Your task is to copy every line of this material exactly.

□ □ □ □

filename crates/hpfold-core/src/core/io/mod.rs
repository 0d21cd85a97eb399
pub mod render;
use hpfold::core::models::direction::DirectionError;
use hpfold::core::models::sequence::SequenceError;
use hpfold::engine::error::EngineError;
use std::path::PathBuf;
use thiserror::Error;

pub type Result<T> = std::result::Result<T, CliError>;

#[derive(Debug, Error)]
pub enum CliError {
    #[error(transparent)]
    Core(#[from] EngineError),

    #[error("Invalid sequence: {0}")]
    Sequence(#[from] SequenceError),

    #[error("Invalid order: {0}")]
    Order(#[from] DirectionError),

    #[error("Configuration error: {0}")]
    Config(String),

    #[error("Failed to parse file '{path}': {source}", path = path.display())]
    FileParsing {
        path: PathBuf,
        #[source]
        source: anyhow::Error,
    },

    #[error("I/O error: {0}")]
    Io(#[from] std::io::Error),

    #[error("Invalid argument: {0}")]
    Argument(String),

    #[error(transparent)]
    Other(#[from] anyhow::Error),
}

□ □ □ □

Answer:
filename crates/hpfold-core/src/core/io/mod.rs
repository 0d21cd85a97eb399
pub mod render;
use hpfold::core::models::direction::DirectionError;
use hpfold::core::models::sequence::SequenceError;
use hpfold::engine::error::EngineError;
use std::path::PathBuf;
use thiserror::Error;

pub type Result<T> = std::result::Result<T, CliError>;

#[derive(Debug, Error)]
pub enum CliError {
    #[error(transparent)]
    Core(#[from] EngineError),

    #[error("Invalid sequence: {0}")]
    Sequence(#[from] SequenceError),

    #[error("Invalid order: {0}")]
    Order(#[from] DirectionError),

    #[error("Configuration error: {0}")]
    Config(String),

    #[error("Failed to parse file '{path}': {source}", path = path.display())]
    FileParsing {
        path: PathBuf,
        #[source]
        source: anyhow::Error,
    },

    #[error("I/O error: {0}")]
    Io(#[from] std::io::Error),

    #[error("Invalid argument: {0}")]
    Argument(String),

    #[error(transparent)]
    Other(#[from] anyhow::Error),
}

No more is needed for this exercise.